Nepal is one of the richest countries in the world in terms of inland water resources. Nepal has about 6000 rivers, rivulets, and tributaries, and also has other significant resources such as snow cover, springs, lakes, and groundwater. The country has some of the highest for potential for hydropower. Nepal’s technical hydropower potential is reported to be around 83,000 MW. The economically viable potential is about 43,000 MW. 

Nepal has overcome the worst days of load-shedding where consumers would experience up to 18 hours of load-shedding per day. Currently, Nepal has surplus electricity during the wet season and is now in a position to export power to neighboring countries, such as India. The country is able to export about 364 MW from various hydropower projects through the Dhalkebar-Muzaffarpur 400 kV transmission line to the Day-Ahead Market of Indian Energy Exchange (IEX). Nepal’s current installed generation capacity is just above 2,100 MW.

To ensure self-sufficiency throughout the year, as well as earn some substantial revenue from electricity exports, Nepal is working to accelerate the utilization of its water resources. There are several hydropower projects at various stages of development under the Engineering Services Directorate of the Nepal Electricity Authority. These include the Chainpur Seti HEP, Aandhi Khola Storage HEP, and the Begnas Rupa Pump Storage HEP. Nepal’s Electricity Authority has also signed an MOU with Satluz Jal Vidyut Nigam (SJVN), India, for the joint development of Arun 4 HEP.

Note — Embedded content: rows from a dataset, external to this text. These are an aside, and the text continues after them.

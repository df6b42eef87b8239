//! JSON bodies and status codes handed back to the transport layer.

use crate::ingest::{IngestReport, IngestTally};
use crate::record::Record;
use crate::store::StoreError;
use crate::IngestError;
use serde::Serialize;

const UPLOAD_OK: &str = "File processed successfully";
const UPLOAD_MISSING: &str = "No file was provided";
const UPLOAD_FAILED: &str = "Error processing the file";
const LIST_FAILED: &str = "Error listing records";

#[derive(Debug, Clone, PartialEq, Serialize)]
#[serde(rename_all = "camelCase")]
pub struct UploadStats {
    pub records_processed: u64,
    pub errors: u64,
    pub processing_time_ms: u64,
    pub processing_time_seconds: f64,
}

/// Counters reported when an upload aborts part way.
#[derive(Debug, Clone, PartialEq, Eq, Serialize)]
#[serde(rename_all = "camelCase")]
pub struct FailureStats {
    pub records_processed: u64,
    pub errors: u64,
}

impl From<&IngestReport> for UploadStats {
    fn from(report: &IngestReport) -> Self {
        Self {
            records_processed: report.tally.processed,
            errors: report.tally.errors,
            processing_time_ms: report.elapsed_ms(),
            processing_time_seconds: report.elapsed_seconds(),
        }
    }
}

impl From<&IngestTally> for FailureStats {
    fn from(tally: &IngestTally) -> Self {
        Self {
            records_processed: tally.processed,
            errors: tally.errors,
        }
    }
}

#[derive(Debug, Clone, PartialEq, Serialize)]
#[serde(untagged)]
pub enum UploadReply {
    Processed {
        message: String,
        stats: UploadStats,
    },
    MissingFile {
        error: String,
    },
    Failed {
        error: String,
        details: String,
        stats: FailureStats,
    },
}

impl UploadReply {
    pub fn status(&self) -> u16 {
        match self {
            Self::Processed { .. } => 200,
            Self::MissingFile { .. } => 400,
            Self::Failed { .. } => 500,
        }
    }
}

impl From<Result<IngestReport, IngestError>> for UploadReply {
    fn from(outcome: Result<IngestReport, IngestError>) -> Self {
        match outcome {
            Ok(report) => Self::Processed {
                message: UPLOAD_OK.to_string(),
                stats: UploadStats::from(&report),
            },
            Err(IngestError::MissingFile) => Self::MissingFile {
                error: UPLOAD_MISSING.to_string(),
            },
            Err(IngestError::Stream { source, tally }) => Self::Failed {
                error: UPLOAD_FAILED.to_string(),
                details: source.to_string(),
                stats: FailureStats::from(&tally),
            },
        }
    }
}

#[derive(Debug, Clone, PartialEq, Serialize)]
#[serde(untagged)]
pub enum ListReply {
    Records(Vec<Record>),
    Failed { error: String, details: String },
}

impl ListReply {
    pub fn status(&self) -> u16 {
        match self {
            Self::Records(_) => 200,
            Self::Failed { .. } => 500,
        }
    }
}

impl From<Result<Vec<Record>, StoreError>> for ListReply {
    fn from(outcome: Result<Vec<Record>, StoreError>) -> Self {
        match outcome {
            Ok(records) => Self::Records(records),
            Err(e) => Self::Failed {
                error: LIST_FAILED.to_string(),
                details: e.to_string(),
            },
        }
    }
}
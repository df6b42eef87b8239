use serde::{Deserialize, Serialize};

/// Number of leading fields a line must yield to become a [`Record`].
pub const RECORD_FIELDS: usize = 6;

/// Substrings that mark the first line of an upload as a header row.
const HEADER_MARKERS: [&str; 2] = ["firstname", "email"];

/// One persisted row of an upload.
#[derive(Debug, Clone, Default, PartialEq, Eq, Serialize, Deserialize)]
pub struct Record {
    pub id: i64,
    pub firstname: String,
    pub lastname: String,
    pub email: String,
    pub email2: String,
    pub profession: String,
}

impl Record {
    /// Build a record from split fields. Returns `None` for short rows.
    ///
    /// Fields past the sixth are ignored.
    pub fn from_fields(fields: &[String]) -> Option<Self> {
        if fields.len() < RECORD_FIELDS {
            return None;
        }
        let text = |idx: usize| fields.get(idx).cloned().unwrap_or_default();
        Some(Self {
            id: parse_leading_int(&fields[0]),
            firstname: text(1),
            lastname: text(2),
            email: text(3),
            email2: text(4),
            profession: text(5),
        })
    }

    /// Split and map one line in a single step.
    pub fn from_line(line: &str) -> Option<Self> {
        Self::from_fields(&split_line(line))
    }
}

/// Quote-aware comma splitter.
///
/// A `"` toggles the quoted state and is dropped from the output. There is no
/// escape form: `""` toggles twice, so `"a""b"` reads as `ab`. An unterminated
/// quote runs to the end of the line without error. Every field is trimmed of
/// whitespace and stray byte order marks.
pub fn split_line(line: &str) -> Vec<String> {
    let mut fields = Vec::with_capacity(RECORD_FIELDS);
    let mut current = String::new();
    let mut in_quotes = false;

    for ch in line.chars() {
        match ch {
            '"' => in_quotes = !in_quotes,
            ',' if !in_quotes => {
                fields.push(trim_field(&current).to_string());
                current.clear();
            }
            _ => current.push(ch),
        }
    }
    fields.push(trim_field(&current).to_string());
    fields
}

fn trim_field(field: &str) -> &str {
    field.trim_matches(|c: char| c.is_whitespace() || c == '\u{feff}')
}

/// Header heuristic for the first line of an upload.
///
/// Any data row containing one of the markers is misread as a header.
pub fn looks_like_header(line: &str) -> bool {
    let lower = line.to_lowercase();
    HEADER_MARKERS.iter().any(|marker| lower.contains(marker))
}

/// Lenient integer read: optional sign, then the longest run of digits, read
/// as hex after a `0x` prefix. No digits, or a value outside `i64`, reads as 0.
fn parse_leading_int(field: &str) -> i64 {
    let field = trim_field(field);
    let (negative, rest) = match field.as_bytes().first() {
        Some(b'-') => (true, &field[1..]),
        Some(b'+') => (false, &field[1..]),
        _ => (false, field),
    };
    let (radix, digits) = match rest.get(..2) {
        Some("0x" | "0X") => (16, &rest[2..]),
        _ => (10, rest),
    };
    let end = digits
        .bytes()
        .take_while(|b| char::from(*b).is_digit(radix))
        .count();
    if end == 0 {
        return 0;
    }
    match i64::from_str_radix(&digits[..end], radix) {
        Ok(v) if negative => -v,
        Ok(v) => v,
        Err(_) => 0,
    }
}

British International Investment (BII), the United Kingdom’s development finance institution and impact investor, is also working to help to grow the country’s hydropower sector. Recently, NMB Bank, one of the premier banks in Nepal, has secured a first-of-its-kind $25 million climate finance facility from BII. The loan facility is expected to support the development of the bank’s climate finance eligible assets, boosting NMB bank’s financing capacity for hydropower and other renewable energy projects. The investment confirms the bank’s commitment to explore diverse and novel fund sources for financing its primary focus areas of real economy sectors and renewable energy projects, including hydropower projects. The new deal follows BII’s initial investment of $15 million in 2018. NMB’s contribution towards Nepal’s total hydropower production stands at approximately 7%, and it is further involved in the financing of projects in various stages with a total production capacity of approximately 600 MW.

BII’s announcement adds:

“The deal comes at a time when the power industry is grappling with shortage of liquidity and funding sources. The investment is expected to boost NMB’s capacity to grow its renewable energy and hydropower portfolio while assisting in the government’s long-term vision of independence from fossil fuels. This funding also marks another milestone in NMB Bank’s continued success in securing investment from foreign lenders to bolster real economy and renewable energy sectors.

“In an event organized for signing the deal, CEO of NMB Bank Sunil KC said, – “This deal with BII is especially important in current circumstances when we are facing a challenging time with respect to loanable funds in the industry. We are privileged to partner with BII for a second time in a deal which is first of its kind in the industry aimed towards financing Hydropower and renewable energy sectors.”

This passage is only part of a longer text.